運動障害の後遺障害について

交通事故

運動障害の後遺障害について

大阪法律事務所 所長 弁護士 長田 弘樹

監修弁護士 長田 弘樹弁護士法人ALG&Associates 大阪法律事務所 所長 弁護士

交通事故による後遺障害のうち、身体の運動機能に関するものとして運動障害と呼ばれるものがあります。以下では、どのような状態となれば運動障害に該当するのか、また、運動障害に該当すると慰謝料にどのように影響するのかについて解説していきます。

後遺障害における運動障害とは?

運動障害とは、交通事故によって生じた怪我により、身体の運動機能が制限されてしまうことをいいます。
治療が終了した後も、痛み等の症状が残存した場合のことを後遺障害といいますが、運動障害もこの後遺障害のうちの一つです。
運動障害が残ってしまった場合は、後遺障害等級認定の申請をし、等級に従った適切な賠償を受けることができるよう準備する必要があります。

病院での治療について

運動機能の制限が残ってしまった場合、医師の指示のもと適切なリハビリを受ける必要があります。
損傷個所を視覚的に証する資料としては、X線撮影やCT、MRIなどによる画像検査を受けましょう。
また、運動障害では可動域の制限が重要な要素にもなってくるため、適切な方法による可動域検査を受ける必要があります。
いずれにせよ、症状によって必要な検査は異なってくるため、医師の指示に従いましょう。

運動障害になる可能性がある部位と原因

運動障害になる可能性がある部位は、大きく分けて「脊柱」「目(眼球)」「目(まぶた)」の3か所です。

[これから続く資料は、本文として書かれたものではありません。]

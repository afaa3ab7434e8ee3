//! # Genesis Configuration
//!
//! Chain genesis description and the economic model that sizes epochs and
//! rounds.
//!
//! Both are plain structs with sane defaults that can also be loaded from a
//! `genesis.json` (camelCase field names, amounts as `0x` hex, node identities
//! as `0x` hex).

use super::GenesisError;
use serde::{Deserialize, Serialize};
use shared_types::{BlsPublicKey, NodeId, U256};
use std::path::Path;

/// Minutes in one issuance cycle (a year) by default.
const DEFAULT_CYCLE_MINUTES: u64 = 525_960;

/// Validator selection mode of the consensus engine.
#[derive(Clone, Copy, Debug, Default, PartialEq, Eq, Serialize, Deserialize)]
#[serde(rename_all = "lowercase")]
pub enum ValidatorMode {
    /// Fixed validator set from the config file. No staking data is seeded.
    #[default]
    Static,
    /// Validators elected from an inner contract.
    Inner,
    /// Proof-of-stake election from staking candidates.
    Ppos,
}

/// One configured genesis validator.
#[derive(Clone, Debug, PartialEq, Eq, Serialize, Deserialize)]
#[serde(rename_all = "camelCase")]
pub struct InitialNode {
    pub node_id: NodeId,
    pub bls_pub_key: BlsPublicKey,
}

/// Consensus engine section of the chain config.
#[derive(Clone, Debug, Default, PartialEq, Eq, Serialize, Deserialize)]
#[serde(rename_all = "camelCase")]
pub struct CbftConfig {
    #[serde(default)]
    pub validator_mode: ValidatorMode,
    /// Candidate validators in priority order. Only the first
    /// `cons_validator_num` are seeded.
    #[serde(default)]
    pub initial_nodes: Vec<InitialNode>,
}

/// Chain parameters.
#[derive(Clone, Debug, Default, PartialEq, Eq, Serialize, Deserialize)]
#[serde(rename_all = "camelCase")]
pub struct ChainConfig {
    #[serde(default)]
    pub chain_id: u64,
    #[serde(default)]
    pub cbft: Option<CbftConfig>,
}

/// Genesis description.
#[derive(Clone, Debug, Default, PartialEq, Eq, Serialize, Deserialize)]
#[serde(rename_all = "camelCase")]
pub struct Genesis {
    #[serde(default)]
    pub config: Option<ChainConfig>,
    /// Block number of the genesis block.
    #[serde(default)]
    pub number: u64,
}

impl Genesis {
    /// Parse a `genesis.json` document.
    pub fn from_json(json: &str) -> Result<Self, GenesisError> {
        serde_json::from_str(json).map_err(|e| GenesisError::InvalidConfig(e.to_string()))
    }

    /// Load and parse a `genesis.json` file.
    pub fn from_file(path: impl AsRef<Path>) -> Result<Self, GenesisError> {
        let path = path.as_ref();
        let json = std::fs::read_to_string(path).map_err(|e| {
            GenesisError::InvalidConfig(format!("cannot read {}: {e}", path.display()))
        })?;
        Self::from_json(&json)
    }

    /// Convenience constructor for a PPoS chain.
    #[must_use]
    pub fn ppos(chain_id: u64, initial_nodes: Vec<InitialNode>) -> Self {
        Self {
            config: Some(ChainConfig {
                chain_id,
                cbft: Some(CbftConfig {
                    validator_mode: ValidatorMode::Ppos,
                    initial_nodes,
                }),
            }),
            number: 0,
        }
    }
}

/// Text used for genesis candidate descriptions.
#[derive(Clone, Debug, PartialEq, Eq, Serialize, Deserialize)]
#[serde(rename_all = "camelCase", default)]
pub struct DescriptionTemplate {
    /// Node names are `<prefix>.node.<position>`, positions starting at 1.
    pub node_name_prefix: String,
    pub website: String,
    pub details: String,
}

impl Default for DescriptionTemplate {
    fn default() -> Self {
        Self {
            node_name_prefix: "qc".to_string(),
            website: "https://github.com/NerfedChou/Quantum-Chain".to_string(),
            details: "Quantum-Chain Genesis Node".to_string(),
        }
    }
}

impl DescriptionTemplate {
    #[must_use]
    pub fn node_name(&self, position: usize) -> String {
        format!("{}.node.{}", self.node_name_prefix, position)
    }
}

/// Economic and scheduling parameters.
#[derive(Clone, Debug, PartialEq, Eq, Serialize, Deserialize)]
#[serde(rename_all = "camelCase", default)]
pub struct EconomicModel {
    /// Committee size: validators per consensus round.
    pub cons_validator_num: u64,
    /// Blocks each validator produces per round.
    pub per_round_blocks: u64,
    /// Consensus rounds per settlement epoch.
    pub epoch_rounds: u64,
    /// Target block interval in milliseconds.
    pub block_interval_ms: u64,
    /// Length of one issuance cycle (a year) in minutes.
    pub additional_cycle_minutes: u64,
    /// Minimum self-stake of a candidate, in base units.
    pub stake_threshold: U256,
    pub description: DescriptionTemplate,
}

impl Default for EconomicModel {
    fn default() -> Self {
        Self {
            cons_validator_num: 25,
            per_round_blocks: 10,
            epoch_rounds: 88,
            block_interval_ms: 1000,
            additional_cycle_minutes: DEFAULT_CYCLE_MINUTES,
            // 1,000,000 tokens of 10^18 base units
            stake_threshold: U256::exp10(24),
            description: DescriptionTemplate::default(),
        }
    }
}

impl EconomicModel {
    /// Reject parameters that would produce empty or overflowing ranges.
    pub fn validate(&self) -> Result<(), GenesisError> {
        let fields = [
            ("consValidatorNum", self.cons_validator_num),
            ("perRoundBlocks", self.per_round_blocks),
            ("epochRounds", self.epoch_rounds),
            ("blockIntervalMs", self.block_interval_ms),
            ("additionalCycleMinutes", self.additional_cycle_minutes),
        ];
        if let Some((name, _)) = fields.iter().find(|(_, value)| *value == 0) {
            return Err(GenesisError::InvalidConfig(format!("{name} must be non-zero")));
        }
        if self.cons_validator_num > u64::from(u32::MAX) {
            return Err(GenesisError::InvalidConfig(
                "consValidatorNum exceeds the staking tx index range".to_string(),
            ));
        }
        self.per_round_blocks
            .checked_mul(self.cons_validator_num)
            .and_then(|size| size.checked_mul(self.epoch_rounds))
            .ok_or_else(|| GenesisError::InvalidConfig("epoch length overflows".to_string()))?;
        self.additional_cycle_minutes
            .checked_mul(60_000)
            .ok_or_else(|| GenesisError::InvalidConfig("cycle length overflows".to_string()))?;
        if self.epochs_per_year() == 0 {
            return Err(GenesisError::InvalidConfig(
                "an epoch is longer than one issuance cycle".to_string(),
            ));
        }
        if self.stake_threshold.is_zero() {
            return Err(GenesisError::InvalidConfig(
                "stakeThreshold must be non-zero".to_string(),
            ));
        }
        Ok(())
    }

    /// Blocks in one consensus round.
    #[must_use]
    pub fn consensus_size(&self) -> u64 {
        self.per_round_blocks.saturating_mul(self.cons_validator_num)
    }

    /// Blocks in one settlement epoch.
    #[must_use]
    pub fn blocks_each_epoch(&self) -> u64 {
        self.consensus_size().saturating_mul(self.epoch_rounds)
    }

    /// Settlement epochs in one issuance cycle.
    #[must_use]
    pub fn epochs_per_year(&self) -> u64 {
        let blocks_per_year =
            self.additional_cycle_minutes.saturating_mul(60_000) / self.block_interval_ms.max(1);
        blocks_per_year / self.blocks_each_epoch().max(1)
    }
}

交通事故による怪我で身体の筋肉や神経が傷ついてしまったり、骨が折れたり変形してしまうことにより、従前の可動域まで回復しなかった結果、運動障害につながります。

脊柱

脊柱の運動障害は、以下のように障害の程度によって大きく二つに分けられます。

後遺障害等級障害の程度
6級5号脊柱に著しい運動障害を残すもの
8級2号脊柱に運動障害を残すもの

これらの運動障害は、特に脊柱が圧迫骨折したり、脊椎固定術などの施術が行われることによって生じます。

後遺障害等級6級5号

「脊柱に著しい運動障害を残すもの」とは、次のいずれかによって、頸部及び胸腰部が硬直したものをいいます。

  • 頸椎及び胸腰椎のそれぞれに脊椎圧迫骨折等が存在しており、それらの症状がX線写真などで客観的に確認できること
  • 頸椎及び胸腰椎のそれぞれに治療(脊椎固定術)が行われたこと
  • 項背腰部軟部組織に明らかな器質的変化が認められること

後遺障害等級8級2号

「脊柱に運動障害を残すもの」とは、次のいずれかに該当するものをいいます。
① 次のいずれかにより、頸部又は胸腰部の可動域が平均の可動域角度の2分の1以下に制限されていること

  • 頸椎又は胸腰椎に治療(脊椎固定術)が行われていること
  • 頸椎又は胸腰椎の脊椎圧迫骨折、及びそれがX線写真などで客観的に確認できること
  • 項背腰部軟部組織の明らかな器質的変化

② 頭蓋・上位頸椎間に著しく以上な可動域制限が生じていること

目(眼球)

目(眼球)の運動障害は、下表のとおりです。

後遺障害等級障害の程度
11級2号 両眼の眼球に著しい運動障害を残すもの
12級2号1眼の眼球に著しい運動障害を残すもの

「眼球に著しい運動障害を残すもの」とは、眼球の注視野(頭部が固定された状態で眼球を運動させて直視することができる範囲)の広さが2分の1以下まで制限されていることをいいます。

平均的な注視野の広さは、片眼で見た際には各方面につき約50度、両眼で見た際には、各方面につき約45度です。

目(まぶた)

目(まぶた)の運動障害は、下表のとおりです。

後遺障害等級障害の程度
11級2号両眼のまぶたに著しい運動障害を残すもの
12級2号1眼のまぶたに著しい運動障害を残すもの

「まぶたに著しい運動障害を残すもの」とは、まぶたを開いたときに、まぶたで角膜を完全に覆うことができないこと又はまぶたを開いたときに瞳孔を完全に覆いきってしまうことをいいます。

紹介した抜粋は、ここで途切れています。